Pascal Xicluna / agriculture.gouv.fr
En janvier 2019, Prosper Cochet s’est installé en Loire-Atlantique sur une exploitation de 3 hectares où il privilégie la rotation des cultures afin de n’utiliser aucun traitement phytopharmaceutiques. Alterner les familles de légumes sur une même parcelle lui permet de maintenir un sol riche et de limiter la propagation des herbes indésirables, des ravageurs et des maladies.

« Sur 1 hectare, je cultive une vingtaine de légumes, explique le maraîcher, et je dispose au total de 3 hectares pour faire toutes les rotations nécessaires à la régénération de la terre ». En effet, chaque famille de légumes puise dans le sol les éléments nutritifs spécifiques à ses besoins et en restitue d’autres, qui seront utiles aux cultures suivantes. Ainsi, poursuit Prosper Cochet, « je cultive le radis, peu consommateur du sol, avant la tomate qui est plus exigeante en énergie ». Dans ce système, il est primordial de planifier l’ordre des cultures sur plusieurs années, en fonction de leurs besoins et des services qu’elles peuvent rendre. « Par ailleurs, entre deux cultures, je cultive des engrais verts, comme le sorgho qui restructure le sol grâce à ses racines », précise-t-il.

« La houe maraîchère me permet de désherber au plus près des légumes »

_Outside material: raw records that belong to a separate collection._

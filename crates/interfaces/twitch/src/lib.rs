pub mod irc;

use std::sync::Arc;
use std::time::Duration;

use anyhow::{Result, anyhow, bail};
use async_trait::async_trait;
use tokio::io::{AsyncBufRead, AsyncBufReadExt, AsyncWrite, AsyncWriteExt, BufReader};
use tokio::net::TcpStream;
use tokio::sync::{mpsc, oneshot, watch};
use tracing::{debug, error, info, warn};

use factbot_config::TwitchConfig;
use factbot_runtime::{ChatMessage, DeliverySink, FactBot};

use crate::irc::{IrcMessage, MAX_MESSAGE_CHARS, chunk_message, sanitize};

const RECONNECT_DELAY: Duration = Duration::from_secs(5);
const OUTBOX_CAP: usize = 64;

/// Everything needed to log in to Twitch chat.
#[derive(Debug, Clone)]
pub struct TwitchSettings {
    pub server: String,
    pub token: String,
    pub nick: String,
    pub channel: String,
}

impl TwitchSettings {
    /// Combine the `[twitch]` config with the `TWITCH_TOKEN` secret.
    pub fn from_env(config: &TwitchConfig) -> Result<Self> {
        let token = std::env::var("TWITCH_TOKEN")
            .map_err(|_| anyhow::anyhow!("TWITCH_TOKEN is not set"))?;
        Self::new(config, &token)
    }

    pub fn new(config: &TwitchConfig, token: &str) -> Result<Self> {
        let token = token.trim();
        let token = token.strip_prefix("oauth:").unwrap_or(token);
        if token.is_empty() {
            bail!("TWITCH_TOKEN is empty");
        }
        if config.channel.trim().is_empty() {
            bail!("no channel configured (set CHANNEL_NAME or [twitch].channel)");
        }
        if config.bot_username.trim().is_empty() {
            bail!("no bot username configured (set BOT_USERNAME or [twitch].bot_username)");
        }
        Ok(Self {
            server: config.server.clone(),
            token: token.to_string(),
            nick: config.bot_username.trim().to_lowercase(),
            channel: config.channel.trim().trim_start_matches('#').to_lowercase(),
        })
    }
}

/// A periodic post waiting for the session to write it.
struct Post {
    text: String,
    done: oneshot::Sender<Result<()>>,
}

impl Post {
    fn reject(self, reason: &str) {
        let _ = self.done.send(Err(anyhow!("{reason}")));
    }
}

/// Delivers periodic posts to the joined channel.  Resolves once the
/// session has written the text to the socket, and fails while the
/// connection is down instead of queueing stale posts.
pub struct ChannelSink {
    outbox: mpsc::Sender<Post>,
    connected: watch::Receiver<bool>,
}

#[async_trait]
impl DeliverySink for ChannelSink {
    async fn deliver(&self, text: &str) -> Result<()> {
        if !*self.connected.borrow() {
            bail!("not connected to chat");
        }
        let (done, written) = oneshot::channel();
        let post = Post {
            text: text.to_string(),
            done,
        };
        self.outbox
            .send(post)
            .await
            .map_err(|_| anyhow!("chat connection closed"))?;
        written
            .await
            .map_err(|_| anyhow!("chat session ended before the post was sent"))?
    }
}

/// Fail every post still queued so no caller waits on a dead session and
/// nothing goes out stale after a reconnect.
fn reject_queued(outbox: &mut mpsc::Receiver<Post>, reason: &str) {
    while let Ok(post) = outbox.try_recv() {
        post.reject(reason);
    }
}

enum SessionEnd {
    Shutdown,
    Disconnected,
}

/// Run the chat bot until `shutdown` flips to `true`, reconnecting after
/// transport errors.
pub async fn start_bot(
    bot: Arc<FactBot>,
    settings: TwitchSettings,
    mut shutdown: watch::Receiver<bool>,
) -> Result<()> {
    let (outbox_tx, mut outbox_rx) = mpsc::channel::<Post>(OUTBOX_CAP);
    let (connected_tx, connected_rx) = watch::channel(false);

    let sink = Arc::new(ChannelSink {
        outbox: outbox_tx,
        connected: connected_rx,
    });
    let scheduler = bot.spawn_scheduler(sink, shutdown.clone());

    loop {
        if *shutdown.borrow() {
            break;
        }
        let outcome = run_session(&bot, &settings, &mut outbox_rx, &connected_tx, &mut shutdown).await;
        let _ = connected_tx.send(false);
        reject_queued(&mut outbox_rx, "chat connection lost");
        match outcome {
            Ok(SessionEnd::Shutdown) => break,
            Ok(SessionEnd::Disconnected) => {
                warn!("chat connection closed; reconnecting in {}s", RECONNECT_DELAY.as_secs());
            }
            Err(err) => {
                error!(?err, "chat session failed; reconnecting in {}s", RECONNECT_DELAY.as_secs());
            }
        }

        tokio::select! {
            _ = tokio::time::sleep(RECONNECT_DELAY) => {}
            changed = shutdown.changed() => {
                if changed.is_err() || *shutdown.borrow() {
                    break;
                }
            }
        }
    }

    outbox_rx.close();
    reject_queued(&mut outbox_rx, "chat bot stopped");

    if let Some(handle) = scheduler {
        match handle.await {
            Ok(stats) => info!(posted = stats.posted, failures = stats.failures, "scheduler finished"),
            Err(err) => warn!(?err, "scheduler task ended abnormally"),
        }
    }
    info!("chat bot stopped");
    Ok(())
}

async fn run_session(
    bot: &FactBot,
    settings: &TwitchSettings,
    outbox: &mut mpsc::Receiver<Post>,
    connected: &watch::Sender<bool>,
    shutdown: &mut watch::Receiver<bool>,
) -> Result<SessionEnd> {
    let stream = TcpStream::connect(&settings.server).await?;
    let (reader, writer) = stream.into_split();
    serve_session(bot, settings, BufReader::new(reader), writer, outbox, connected, shutdown).await
}

/// Log in, then answer the server and chat until the connection ends.
async fn serve_session<R, W>(
    bot: &FactBot,
    settings: &TwitchSettings,
    reader: R,
    mut writer: W,
    outbox: &mut mpsc::Receiver<Post>,
    connected: &watch::Sender<bool>,
    shutdown: &mut watch::Receiver<bool>,
) -> Result<SessionEnd>
where
    R: AsyncBufRead + Unpin,
    W: AsyncWrite + Unpin,
{
    let mut lines = reader.lines();

    send_raw(&mut writer, "CAP REQ :twitch.tv/tags twitch.tv/commands").await?;
    send_raw(&mut writer, &format!("PASS oauth:{}", settings.token)).await?;
    send_raw(&mut writer, &format!("NICK {}", settings.nick)).await?;
    send_raw(&mut writer, &format!("JOIN #{}", settings.channel)).await?;
    info!(server = %settings.server, channel = %settings.channel, "connecting to chat");

    loop {
        tokio::select! {
            changed = shutdown.changed() => {
                if changed.is_err() || *shutdown.borrow() {
                    let _ = send_raw(&mut writer, &format!("PART #{}", settings.channel)).await;
                    return Ok(SessionEnd::Shutdown);
                }
            }
            Some(post) = outbox.recv() => {
                match say(&mut writer, &settings.channel, &post.text).await {
                    Ok(()) => {
                        let _ = post.done.send(Ok(()));
                    }
                    Err(err) => {
                        post.reject(&format!("chat write failed: {err:#}"));
                        return Err(err);
                    }
                }
            }
            line = lines.next_line() => {
                let Some(line) = line? else {
                    return Ok(SessionEnd::Disconnected);
                };
                let Some(message) = IrcMessage::parse(&line) else {
                    continue;
                };
                match message.command.as_str() {
                    "PING" => {
                        let token = message.trailing().unwrap_or("tmi.twitch.tv");
                        send_raw(&mut writer, &format!("PONG :{token}")).await?;
                    }
                    "RECONNECT" => return Ok(SessionEnd::Disconnected),
                    "NOTICE" => {
                        let text = message.trailing().unwrap_or_default();
                        if text.contains("Login authentication failed") || text.contains("Improperly formatted auth") {
                            bail!("twitch rejected the login: {text}");
                        }
                        debug!(text, "notice");
                    }
                    "JOIN" if message.nick() == Some(settings.nick.as_str()) => {
                        let _ = connected.send(true);
                        info!(channel = %settings.channel, "joined channel");
                    }
                    "PRIVMSG" => {
                        let (Some(author), Some(text)) = (message.nick(), message.trailing()) else {
                            continue;
                        };
                        let mut chat = ChatMessage::new(author, text);
                        chat.privileged = message.is_privileged();
                        if let Some(reply) = bot.handle(&chat).await {
                            say(&mut writer, &settings.channel, &reply).await?;
                        }
                    }
                    _ => {}
                }
            }
        }
    }
}

async fn say<W: AsyncWrite + Unpin>(writer: &mut W, channel: &str, text: &str) -> Result<()> {
    for chunk in chunk_message(&sanitize(text), MAX_MESSAGE_CHARS) {
        send_raw(writer, &format!("PRIVMSG #{channel} :{chunk}")).await?;
    }
    Ok(())
}

async fn send_raw<W: AsyncWrite + Unpin>(writer: &mut W, line: &str) -> Result<()> {
    writer.write_all(line.as_bytes()).await?;
    writer.write_all(b"\r\n").await?;
    writer.flush().await?;
    Ok(())
}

L‘autre avantage de la rotation culturale : elle limite l’installation des plantes nuisibles, des insectes ravageurs et des maladies. « Lorsque les familles de légumes se succèdent sur un même sol, le cycle de vie des pathogènes et des herbes indésirables est perturbé. Ils ont plus de difficultés à trouver un environnement stable pour se développer. Grâce à cette technique, je n’utilise pour l’instant aucun traitement », indique Prosper Cochet.

Pour le désherbage, le maraîcher pratique le faux semis, suivi d’un passage à la houe maraîchère. « Le sol renferme une multitude de graines de différents végétaux qui peuvent se développer à la place de la culture. Pour les enlever, je passe à pied entre les rangs avec une houe maraîchère pour gratter la terre, de manière à les faire germer. Une fois développées au stade de plante, pour les arracher, je repasse rapidement avec le même outil. La houe maraîchère me permet de désherber au plus près des légumes », précise-t-il.

Après avoir travaillé 15 ans dans le secteur industriel, Prosper Cochet s’est installé comme agriculteur bio avec le projet précis d’approvisionner en légumes sa commune de Bélligné et ses alentours. La demande est forte, il écoule déjà toute sa production directement à la ferme, en panier, à l’épicerie et au restaurant du village.